# YOUR GOAL
Among the lines below, copy each one in which "crate" appears.

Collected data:
'''

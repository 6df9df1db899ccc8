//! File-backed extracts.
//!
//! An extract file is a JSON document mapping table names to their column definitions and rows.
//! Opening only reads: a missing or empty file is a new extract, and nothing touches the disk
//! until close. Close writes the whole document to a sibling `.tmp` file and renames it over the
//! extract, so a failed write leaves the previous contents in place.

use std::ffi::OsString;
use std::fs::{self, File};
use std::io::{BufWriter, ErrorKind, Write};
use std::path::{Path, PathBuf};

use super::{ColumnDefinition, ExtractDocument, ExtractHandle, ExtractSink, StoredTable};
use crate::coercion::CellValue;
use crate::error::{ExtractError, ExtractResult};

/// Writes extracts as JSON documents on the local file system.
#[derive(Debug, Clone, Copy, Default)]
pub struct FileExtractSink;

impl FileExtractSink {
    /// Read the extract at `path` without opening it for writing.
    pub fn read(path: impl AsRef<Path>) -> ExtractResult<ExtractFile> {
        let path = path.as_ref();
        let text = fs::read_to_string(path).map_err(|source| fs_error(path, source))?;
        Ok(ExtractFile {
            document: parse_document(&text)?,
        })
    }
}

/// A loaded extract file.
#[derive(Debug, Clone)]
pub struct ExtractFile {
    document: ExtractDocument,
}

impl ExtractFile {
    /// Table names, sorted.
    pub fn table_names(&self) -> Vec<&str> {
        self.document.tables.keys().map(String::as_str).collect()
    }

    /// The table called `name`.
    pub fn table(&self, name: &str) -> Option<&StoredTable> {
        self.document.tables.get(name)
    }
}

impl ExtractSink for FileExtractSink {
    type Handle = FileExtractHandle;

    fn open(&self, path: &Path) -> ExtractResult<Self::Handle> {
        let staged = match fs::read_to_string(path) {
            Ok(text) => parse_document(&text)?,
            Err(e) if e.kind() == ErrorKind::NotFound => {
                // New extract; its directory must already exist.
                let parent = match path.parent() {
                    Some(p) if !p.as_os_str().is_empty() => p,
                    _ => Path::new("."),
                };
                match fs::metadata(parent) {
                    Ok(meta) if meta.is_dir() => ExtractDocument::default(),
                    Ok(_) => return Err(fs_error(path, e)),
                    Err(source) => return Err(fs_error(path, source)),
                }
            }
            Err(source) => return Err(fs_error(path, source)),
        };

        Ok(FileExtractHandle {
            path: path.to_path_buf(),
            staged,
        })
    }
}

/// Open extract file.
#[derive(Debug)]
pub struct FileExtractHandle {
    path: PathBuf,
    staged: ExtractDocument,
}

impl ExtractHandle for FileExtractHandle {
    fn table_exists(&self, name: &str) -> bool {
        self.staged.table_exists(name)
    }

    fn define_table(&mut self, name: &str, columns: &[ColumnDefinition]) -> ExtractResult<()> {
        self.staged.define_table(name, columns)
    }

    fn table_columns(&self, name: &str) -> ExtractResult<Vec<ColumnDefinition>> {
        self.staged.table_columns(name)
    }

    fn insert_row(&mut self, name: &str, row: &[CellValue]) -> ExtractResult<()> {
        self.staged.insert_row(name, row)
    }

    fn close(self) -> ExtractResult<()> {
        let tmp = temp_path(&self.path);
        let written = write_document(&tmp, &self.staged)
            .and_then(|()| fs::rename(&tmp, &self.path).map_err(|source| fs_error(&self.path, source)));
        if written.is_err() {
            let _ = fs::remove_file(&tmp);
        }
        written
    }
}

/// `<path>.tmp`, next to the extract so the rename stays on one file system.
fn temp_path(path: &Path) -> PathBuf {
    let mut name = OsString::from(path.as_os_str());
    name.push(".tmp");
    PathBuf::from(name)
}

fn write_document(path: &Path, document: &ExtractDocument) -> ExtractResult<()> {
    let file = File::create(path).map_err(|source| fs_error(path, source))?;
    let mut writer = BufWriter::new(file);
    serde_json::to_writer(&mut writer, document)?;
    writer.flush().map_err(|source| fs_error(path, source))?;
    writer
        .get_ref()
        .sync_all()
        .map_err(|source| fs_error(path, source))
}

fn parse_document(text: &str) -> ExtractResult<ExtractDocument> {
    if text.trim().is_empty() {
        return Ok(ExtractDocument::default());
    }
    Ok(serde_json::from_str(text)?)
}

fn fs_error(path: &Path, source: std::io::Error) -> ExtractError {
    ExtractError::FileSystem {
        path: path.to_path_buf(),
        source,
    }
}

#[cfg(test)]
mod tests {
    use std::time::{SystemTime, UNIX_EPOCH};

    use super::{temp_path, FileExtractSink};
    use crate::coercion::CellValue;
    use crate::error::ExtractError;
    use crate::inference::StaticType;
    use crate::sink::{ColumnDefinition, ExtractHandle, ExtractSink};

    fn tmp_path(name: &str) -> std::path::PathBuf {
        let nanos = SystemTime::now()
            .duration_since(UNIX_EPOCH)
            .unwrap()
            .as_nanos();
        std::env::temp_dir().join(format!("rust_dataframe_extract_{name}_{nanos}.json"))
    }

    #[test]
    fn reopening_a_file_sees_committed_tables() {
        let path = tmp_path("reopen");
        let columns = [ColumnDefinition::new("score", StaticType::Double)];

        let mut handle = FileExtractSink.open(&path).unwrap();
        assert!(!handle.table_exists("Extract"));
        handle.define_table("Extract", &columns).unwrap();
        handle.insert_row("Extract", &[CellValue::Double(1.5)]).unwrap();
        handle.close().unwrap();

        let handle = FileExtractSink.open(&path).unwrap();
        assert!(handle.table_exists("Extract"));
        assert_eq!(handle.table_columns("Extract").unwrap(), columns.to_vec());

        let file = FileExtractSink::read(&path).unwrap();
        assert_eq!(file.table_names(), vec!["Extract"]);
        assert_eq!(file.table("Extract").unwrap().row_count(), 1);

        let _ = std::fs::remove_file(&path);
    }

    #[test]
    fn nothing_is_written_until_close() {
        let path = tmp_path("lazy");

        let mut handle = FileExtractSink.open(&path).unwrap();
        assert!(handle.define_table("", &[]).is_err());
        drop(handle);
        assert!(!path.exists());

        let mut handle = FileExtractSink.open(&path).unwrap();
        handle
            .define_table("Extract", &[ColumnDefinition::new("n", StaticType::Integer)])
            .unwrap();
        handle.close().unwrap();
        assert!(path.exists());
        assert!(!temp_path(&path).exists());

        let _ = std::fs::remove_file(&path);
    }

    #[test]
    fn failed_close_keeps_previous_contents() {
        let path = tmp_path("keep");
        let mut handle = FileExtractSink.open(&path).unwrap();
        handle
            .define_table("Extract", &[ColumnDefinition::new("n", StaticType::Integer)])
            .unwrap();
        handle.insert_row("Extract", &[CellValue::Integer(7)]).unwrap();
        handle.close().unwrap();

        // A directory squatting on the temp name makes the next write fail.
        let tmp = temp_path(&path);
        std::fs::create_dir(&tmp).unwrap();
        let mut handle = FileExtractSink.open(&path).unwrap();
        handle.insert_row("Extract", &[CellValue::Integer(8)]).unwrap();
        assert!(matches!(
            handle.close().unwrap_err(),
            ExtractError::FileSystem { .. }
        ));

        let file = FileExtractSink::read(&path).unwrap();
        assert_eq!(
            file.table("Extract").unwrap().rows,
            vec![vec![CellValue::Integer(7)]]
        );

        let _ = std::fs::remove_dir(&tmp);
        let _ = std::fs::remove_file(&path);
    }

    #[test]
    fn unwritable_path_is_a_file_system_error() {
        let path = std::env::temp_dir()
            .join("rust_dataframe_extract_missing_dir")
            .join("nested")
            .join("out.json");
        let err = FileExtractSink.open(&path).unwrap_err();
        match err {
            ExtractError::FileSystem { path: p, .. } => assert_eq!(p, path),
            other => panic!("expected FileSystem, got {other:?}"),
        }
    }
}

'''

# RESULT OF THE TASK
use crate::coercion::CellValue;
use crate::error::{ExtractError, ExtractResult};
    use crate::coercion::CellValue;
    use crate::error::ExtractError;
    use crate::inference::StaticType;
    use crate::sink::{ColumnDefinition, ExtractHandle, ExtractSink};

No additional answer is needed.